Diversi cittadini hanno segnalato un video apparso sui social al deputato Francesco Emilio Borrelli girato durante la festa dei Gigli di Brusciano. Le immagini mostrano alcuni membri di una ‘paranza’ che sorreggono a mani nude i cavi elettrici della rete pubblica, questo per consentire l’esibizione di un giglio in una zona che, proprio per ragioni di sicurezza, era stata interdetta alla manifestazione. Stando alla denuncia dei cittadini pare che la deviazione sia stata decisa dal capo paranza nonostante i divieti. Nuove polemiche investono la tradizionale festa bruscianese dopo che proprio Borrelli, pochi giorni fa, aveva denunciato l’esposizione di uno striscione fascista con scritto “Credere, obbedire e combattere” durante il passaggio dei Gigli.

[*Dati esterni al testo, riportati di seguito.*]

//! Stock book.

use std::collections::BTreeMap;

use agrobill_shared::types::{OrderId, VariantId};
use serde::{Deserialize, Serialize};

use super::error::InventoryError;
use crate::billing::{Order, OrderKind};

/// On-hand quantity of one variant.
#[derive(Debug, Clone, Copy, Default, PartialEq, Eq, Serialize, Deserialize)]
#[serde(rename_all = "camelCase")]
pub struct StockLevel {
    /// Units on hand.
    pub on_hand: i64,
    /// Level at or below which the variant is reported as low.
    pub low_stock_threshold: i64,
}

impl StockLevel {
    /// Returns true if the level is at or below its threshold.
    #[must_use]
    pub const fn is_low(&self) -> bool {
        self.on_hand <= self.low_stock_threshold
    }
}

/// One change of stock caused by an order line.
#[derive(Debug, Clone, Copy, PartialEq, Eq, Serialize, Deserialize)]
#[serde(rename_all = "camelCase")]
pub struct StockMovement {
    /// Order that caused the movement.
    pub order_id: OrderId,
    /// Variant moved.
    pub variant_id: VariantId,
    /// Signed change: negative for sales, positive for purchases.
    pub delta: i64,
    /// Units on hand afterwards.
    pub on_hand: i64,
}

/// Stock levels for a shop.
#[derive(Debug, Clone, Default, PartialEq, Eq, Serialize, Deserialize)]
pub struct StockBook {
    levels: BTreeMap<VariantId, StockLevel>,
}

impl StockBook {
    /// Creates an empty book.
    #[must_use]
    pub fn new() -> Self {
        Self::default()
    }

    /// Sets the level of a variant, replacing any previous one.
    pub fn set_level(&mut self, variant_id: VariantId, level: StockLevel) {
        self.levels.insert(variant_id, level);
    }

    /// Level of a variant, if tracked.
    #[must_use]
    pub fn level(&self, variant_id: VariantId) -> Option<&StockLevel> {
        self.levels.get(&variant_id)
    }

    /// Units on hand; untracked variants have none.
    #[must_use]
    pub fn on_hand(&self, variant_id: VariantId) -> i64 {
        self.levels.get(&variant_id).map_or(0, |level| level.on_hand)
    }

    /// Moves stock for every line of `order` that names a variant.
    ///
    /// All lines are checked before anything changes, so on error the book
    /// is left exactly as it was. Purchases of untracked variants start
    /// tracking them with a zero threshold.
    ///
    /// # Errors
    ///
    /// - `InventoryError::InsufficientStock` if a sale would take a variant
    ///   below zero
    /// - `InventoryError::QuantityTooLarge` if a quantity overflows
    pub fn apply_order(&mut self, order: &Order) -> Result<Vec<StockMovement>, InventoryError> {
        let sign: i64 = match order.kind() {
            OrderKind::Sale => -1,
            OrderKind::Purchase => 1,
        };

        // Net change per variant, so repeated lines are checked together.
        let mut deltas: BTreeMap<VariantId, (u64, i64)> = BTreeMap::new();
        for item in order.items() {
            let Some(variant_id) = item.variant_id() else {
                continue;
            };
            let too_large = || InventoryError::QuantityTooLarge {
                variant_id,
                quantity: item.quantity(),
            };
            let quantity = i64::try_from(item.quantity()).map_err(|_| too_large())?;
            let entry = deltas.entry(variant_id).or_insert((0, 0));
            entry.0 = entry.0.checked_add(item.quantity()).ok_or_else(too_large)?;
            entry.1 = entry
                .1
                .checked_add(sign * quantity)
                .ok_or_else(too_large)?;
        }

        let mut updated = Vec::with_capacity(deltas.len());
        for (variant_id, (requested, delta)) in &deltas {
            let current = self.levels.get(variant_id).copied().unwrap_or_default();
            let on_hand = current
                .on_hand
                .checked_add(*delta)
                .ok_or(InventoryError::QuantityTooLarge {
                    variant_id: *variant_id,
                    quantity: *requested,
                })?;
            if on_hand < 0 {
                tracing::warn!(
                    order_id = %order.id(),
                    %variant_id,
                    requested,
                    available = current.on_hand,
                    "sale exceeds stock on hand"
                );
                return Err(InventoryError::InsufficientStock {
                    variant_id: *variant_id,
                    requested: *requested,
                    available: current.on_hand,
                });
            }
            updated.push((*variant_id, StockLevel { on_hand, ..current }, *delta));
        }

        let mut movements = Vec::with_capacity(updated.len());
        for (variant_id, level, delta) in updated {
            self.levels.insert(variant_id, level);
            movements.push(StockMovement {
                order_id: order.id(),
                variant_id,
                delta,
                on_hand: level.on_hand,
            });
        }

        tracing::debug!(order_id = %order.id(), movements = movements.len(), "stock updated");
        Ok(movements)
    }

    /// Variants at or below their threshold, in id order.
    pub fn low_stock(&self) -> impl Iterator<Item = (VariantId, &StockLevel)> + '_ {
        self.levels
            .iter()
            .filter(|(_, level)| level.is_low())
            .map(|(id, level)| (*id, level))
    }
}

“Una follia in piena regola. Hanno messo a rischio l’incolumità di tantissime persone senza che ci fosse un valido motivo. Queste feste raccontano, tramandano e tutelano la cultura dei nostri territori, ed è giusto che proseguano. Ma davanti a gesti simili non si può restare indifferenti. Queste follie vanno denuncia e fermate ad ogni costo, prima che si consumi una tragedia irreparabile”. Queste le parole di Francesco Emilio Borrelli, deputato di Alleanza Verdi – Sinistra.